I’ve even based over two-thirds of my new book, Deep Learning for Computer Vision with Python on Keras.
However, one of my biggest hangups with Keras is that it can be a pain to perform multi-GPU training. Between the boilerplate code and configuring TensorFlow it can be a bit of a process…
…but not anymore.
With the latest commit and release of Keras (v2.0.9) it’s now extremely easy to train deep neural networks using multiple GPUs.
In fact, it’s as easy as a single function call!
To learn more about training deep neural networks using Keras, Python, and multiple GPUs, just keep reading.
Looking for the source code to this post?

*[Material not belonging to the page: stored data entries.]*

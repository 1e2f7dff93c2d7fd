// Copyright 2026 Phillip Cloud
// Licensed under the Apache License, Version 2.0

//! The boundary to the remote data service.
//!
//! The state machine never talks to the network. It emits [`Request`]s; a
//! dispatcher runs each one against a [`RemoteService`] off the input path
//! and feeds exactly one [`Completion`] back per request.

use anyhow::Result;

use crate::{BrowseError, ColumnId, EditMode, PreviewSerial, Record, Ticket};

#[derive(Debug, Clone, PartialEq, Eq)]
pub struct ServiceConfig {
    pub name: String,
    pub url: String,
    pub username: Option<String>,
    pub password: Option<String>,
}

impl ServiceConfig {
    pub fn new(name: impl Into<String>, url: impl Into<String>) -> Self {
        Self {
            name: name.into(),
            url: url.into(),
            username: None,
            password: None,
        }
    }

    pub fn with_credentials(mut self, username: impl Into<String>, password: impl Into<String>) -> Self {
        self.username = Some(username.into());
        self.password = Some(password.into());
        self
    }
}

#[derive(Debug, Clone, PartialEq, Default)]
pub struct RecordPage {
    pub records: Vec<Record>,
    pub has_more: bool,
}

/// Operations the browser needs from a remote data service.
pub trait RemoteService: Send + Sync {
    fn list_collections(&self, service: &ServiceConfig) -> Result<Vec<String>>;
    fn list_records(
        &self,
        service: &ServiceConfig,
        collection: &str,
        limit: usize,
    ) -> Result<RecordPage>;
    fn get_record(&self, service: &ServiceConfig, collection: &str, key: &str) -> Result<Record>;
    fn create_record(&self, service: &ServiceConfig, collection: &str, record: &Record)
    -> Result<()>;
    fn update_record(
        &self,
        service: &ServiceConfig,
        collection: &str,
        key: &str,
        record: &Record,
    ) -> Result<()>;
    fn fetch_metadata(&self, service: &ServiceConfig) -> Result<String>;
}

#[derive(Debug, Clone, PartialEq, Eq)]
pub enum PreviewQuery {
    Collections,
    Records { collection: String, limit: usize },
}

#[derive(Debug, Clone, PartialEq)]
pub enum Request {
    ListCollections {
        ticket: Ticket,
        target: ColumnId,
        service: ServiceConfig,
    },
    ListRecords {
        ticket: Ticket,
        target: ColumnId,
        service: ServiceConfig,
        collection: String,
        limit: usize,
    },
    FetchRecord {
        ticket: Ticket,
        target: ColumnId,
        service: ServiceConfig,
        collection: String,
        key: String,
    },
    FetchMetadata {
        ticket: Ticket,
        target: ColumnId,
        service: ServiceConfig,
    },
    Preview {
        serial: PreviewSerial,
        service: ServiceConfig,
        query: PreviewQuery,
    },
    Save {
        ticket: Ticket,
        service: ServiceConfig,
        mode: EditMode,
        collection: String,
        key: Option<String>,
        record: Record,
    },
}

impl Request {
    pub fn describe(&self) -> String {
        match self {
            Self::ListCollections { service, .. } => format!("list collections of {}", service.name),
            Self::ListRecords {
                collection, limit, ..
            } => format!("list {limit} records of {collection}"),
            Self::FetchRecord {
                collection, key, ..
            } => format!("read {collection}({key})"),
            Self::FetchMetadata { service, .. } => format!("read metadata of {}", service.name),
            Self::Preview { query, .. } => match query {
                PreviewQuery::Collections => "preview collections".to_owned(),
                PreviewQuery::Records { collection, .. } => format!("preview {collection}"),
            },
            Self::Save {
                mode, collection, ..
            } => format!("{} record in {collection}", mode.label()),
        }
    }

    /// Runs the request to completion. Blocks; dispatchers call this off the
    /// input path.
    pub fn execute(self, remote: &dyn RemoteService) -> Completion {
        match self {
            Self::ListCollections {
                ticket,
                target,
                service,
            } => Completion::Collections {
                ticket,
                target,
                result: remote
                    .list_collections(&service)
                    .map_err(|error| BrowseError::transport(&error)),
            },
            Self::ListRecords {
                ticket,
                target,
                service,
                collection,
                limit,
            } => Completion::Records {
                ticket,
                target,
                limit,
                result: remote
                    .list_records(&service, &collection, limit)
                    .map_err(|error| BrowseError::transport(&error)),
            },
            Self::FetchRecord {
                ticket,
                target,
                service,
                collection,
                key,
            } => Completion::Record {
                ticket,
                target,
                result: remote
                    .get_record(&service, &collection, &key)
                    .map_err(|error| BrowseError::transport(&error)),
                key,
            },
            Self::FetchMetadata {
                ticket,
                target,
                service,
            } => Completion::Metadata {
                ticket,
                target,
                result: remote
                    .fetch_metadata(&service)
                    .map_err(|error| BrowseError::transport(&error)),
            },
            Self::Preview {
                serial,
                service,
                query,
            } => {
                let result = match &query {
                    PreviewQuery::Collections => remote
                        .list_collections(&service)
                        .map(PreviewPayload::Collections),
                    PreviewQuery::Records { collection, limit } => remote
                        .list_records(&service, collection, *limit)
                        .map(PreviewPayload::Records),
                };
                Completion::Preview {
                    serial,
                    result: result.map_err(|error| BrowseError::transport(&error)),
                }
            }
            Self::Save {
                ticket,
                service,
                mode,
                collection,
                key,
                record,
            } => {
                let result = match (mode, key.as_deref()) {
                    (EditMode::Update, Some(key)) => {
                        remote.update_record(&service, &collection, key, &record)
                    }
                    (EditMode::Update, None) => {
                        Err(anyhow::anyhow!("update of {collection} needs a record key"))
                    }
                    (EditMode::Create | EditMode::Copy, _) => {
                        remote.create_record(&service, &collection, &record)
                    }
                };
                Completion::Saved {
                    ticket,
                    mode,
                    collection,
                    result: result.map_err(|error| BrowseError::transport(&error)),
                }
            }
        }
    }
}

#[derive(Debug, Clone, PartialEq)]
pub enum PreviewPayload {
    Collections(Vec<String>),
    Records(RecordPage),
}

#[derive(Debug, Clone, PartialEq)]
pub enum Completion {
    Collections {
        ticket: Ticket,
        target: ColumnId,
        result: Result<Vec<String>, BrowseError>,
    },
    Records {
        ticket: Ticket,
        target: ColumnId,
        limit: usize,
        result: Result<RecordPage, BrowseError>,
    },
    Record {
        ticket: Ticket,
        target: ColumnId,
        key: String,
        result: Result<Record, BrowseError>,
    },
    Metadata {
        ticket: Ticket,
        target: ColumnId,
        result: Result<String, BrowseError>,
    },
    Preview {
        serial: PreviewSerial,
        result: Result<PreviewPayload, BrowseError>,
    },
    Saved {
        ticket: Ticket,
        mode: EditMode,
        collection: String,
        result: Result<(), BrowseError>,
    },
}

impl Completion {
    pub const fn ticket(&self) -> Option<Ticket> {
        match self {
            Self::Collections { ticket, .. }
            | Self::Records { ticket, .. }
            | Self::Record { ticket, .. }
            | Self::Metadata { ticket, .. }
            | Self::Saved { ticket, .. } => Some(*ticket),
            Self::Preview { .. } => None,
        }
    }
}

Jump Right To The Downloads SectionHow-To: Multi-GPU training with Keras, Python, and deep learning
2020-06-16 Update: This blog post is now TensorFlow 2+ compatible! Keras is now built into TensorFlow 2 and serves as TensorFlow’s high-level API. Sentences in this introduction section may be misleading given the update to TensorFlow/Keras; they are left “as-is” for historical purposes.
When I first started using Keras I fell in love with the API. It’s simple and elegant, similar to scikit-learn. Yet it’s extremely powerful, capable of implementing and training state-of-the-art deep neural networks.

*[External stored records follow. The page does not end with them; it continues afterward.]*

// Copyright 2026 Phillip Cloud
// Licensed under the Apache License, Version 2.0

use anyhow::{Context, Result, anyhow};
use odnav_app::record::METADATA_ENTRY;
use odnav_app::{Record, RecordPage, RemoteService, ServiceConfig};
use odnav_odata::Client;
use std::collections::HashMap;
use std::sync::{Arc, Mutex};
use std::time::Duration;

/// Serves browser requests from OData services. One HTTP client is built
/// per service name on first use and shared by every worker afterwards.
pub struct ODataRuntime {
    timeout: Duration,
    clients: Mutex<HashMap<String, Arc<Client>>>,
}

impl ODataRuntime {
    pub fn new(timeout: Duration) -> Self {
        Self {
            timeout,
            clients: Mutex::new(HashMap::new()),
        }
    }

    fn client(&self, service: &ServiceConfig) -> Result<Arc<Client>> {
        let mut clients = self
            .clients
            .lock()
            .map_err(|_| anyhow!("client cache poisoned"))?;
        if let Some(client) = clients.get(&service.name) {
            return Ok(Arc::clone(client));
        }

        let mut client = Client::new(&service.url, self.timeout)
            .with_context(|| format!("connect to service {}", service.name))?;
        if let (Some(username), Some(password)) = (&service.username, &service.password) {
            client = client.with_basic_auth(username, password);
        }
        tracing::debug!(
            service = %service.name,
            url = %client.base_url(),
            auth = client.has_credentials(),
            "built service client"
        );
        let client = Arc::new(client);
        clients.insert(service.name.clone(), Arc::clone(&client));
        Ok(client)
    }
}

impl RemoteService for ODataRuntime {
    fn list_collections(&self, service: &ServiceConfig) -> Result<Vec<String>> {
        let sets = self.client(service)?.entity_sets()?;
        let mut names = Vec::with_capacity(sets.len() + 1);
        names.push(METADATA_ENTRY.to_owned());
        names.extend(sets);
        Ok(names)
    }

    fn list_records(
        &self,
        service: &ServiceConfig,
        collection: &str,
        limit: usize,
    ) -> Result<RecordPage> {
        let page = self.client(service)?.entities(collection, limit)?;
        Ok(RecordPage {
            records: page.entities,
            has_more: page.has_more,
        })
    }

    fn get_record(&self, service: &ServiceConfig, collection: &str, key: &str) -> Result<Record> {
        self.client(service)?.entity(collection, key)
    }

    fn create_record(&self, service: &ServiceConfig, collection: &str, record: &Record) -> Result<()> {
        self.client(service)?.create_entity(collection, record)
    }

    fn update_record(
        &self,
        service: &ServiceConfig,
        collection: &str,
        key: &str,
        record: &Record,
    ) -> Result<()> {
        self.client(service)?.update_entity(collection, key, record)
    }

    fn fetch_metadata(&self, service: &ServiceConfig) -> Result<String> {
        self.client(service)?.metadata()
    }
}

However, one of my biggest frustrations with Keras is that it could be a bit non-trivial to use in multi-GPU environments.

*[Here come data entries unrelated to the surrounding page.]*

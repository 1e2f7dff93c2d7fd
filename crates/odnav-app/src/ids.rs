// Copyright 2026 Phillip Cloud
// Licensed under the Apache License, Version 2.0

use serde::{Deserialize, Serialize};

macro_rules! opaque_id {
    ($name:ident) => {
        #[derive(
            Debug, Clone, Copy, PartialEq, Eq, PartialOrd, Ord, Hash, Serialize, Deserialize,
        )]
        pub struct $name(u64);

        impl $name {
            pub const fn new(value: u64) -> Self {
                Self(value)
            }

            pub const fn get(self) -> u64 {
                self.0
            }

            /// Returns the current value and advances `self` to the next one.
            pub fn bump(&mut self) -> Self {
                let current = *self;
                self.0 = self.0.wrapping_add(1);
                current
            }
        }

        impl From<u64> for $name {
            fn from(value: u64) -> Self {
                Self(value)
            }
        }
    };
}

// Identity of a column for routing async completions. Never reused within a session.
opaque_id!(ColumnId);
// One per dispatched structural request.
opaque_id!(Ticket);
// Orders preview requests; only the latest may overwrite the preview.
opaque_id!(PreviewSerial);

If you were using Theano, forget about it — multi-GPU training wasn’t going to happen.
TensorFlow was a possibility, but it could take a lot of boilerplate code and tweaking to get your network to train using multiple GPUs.
I preferred using the mxnet backend (or even the mxnet library outright) to Keras when performing multi-GPU training, but that introduced even more configurations to handle.
All of that changed with François Chollet’s announcement that multi-GPU support using the TensorFlow backend is now baked in to Keras v2.0.9. Much of this credit goes to @kuza55 and their keras-extras repo.
I’ve been using and testing this multi-GPU function for almost a year now and I’m incredibly excited to see it as part of the official Keras distribution.
In the remainder of today’s blog post I’ll be demonstrating how to train a Convolutional Neural Network for image classification using Keras, Python, and deep learning.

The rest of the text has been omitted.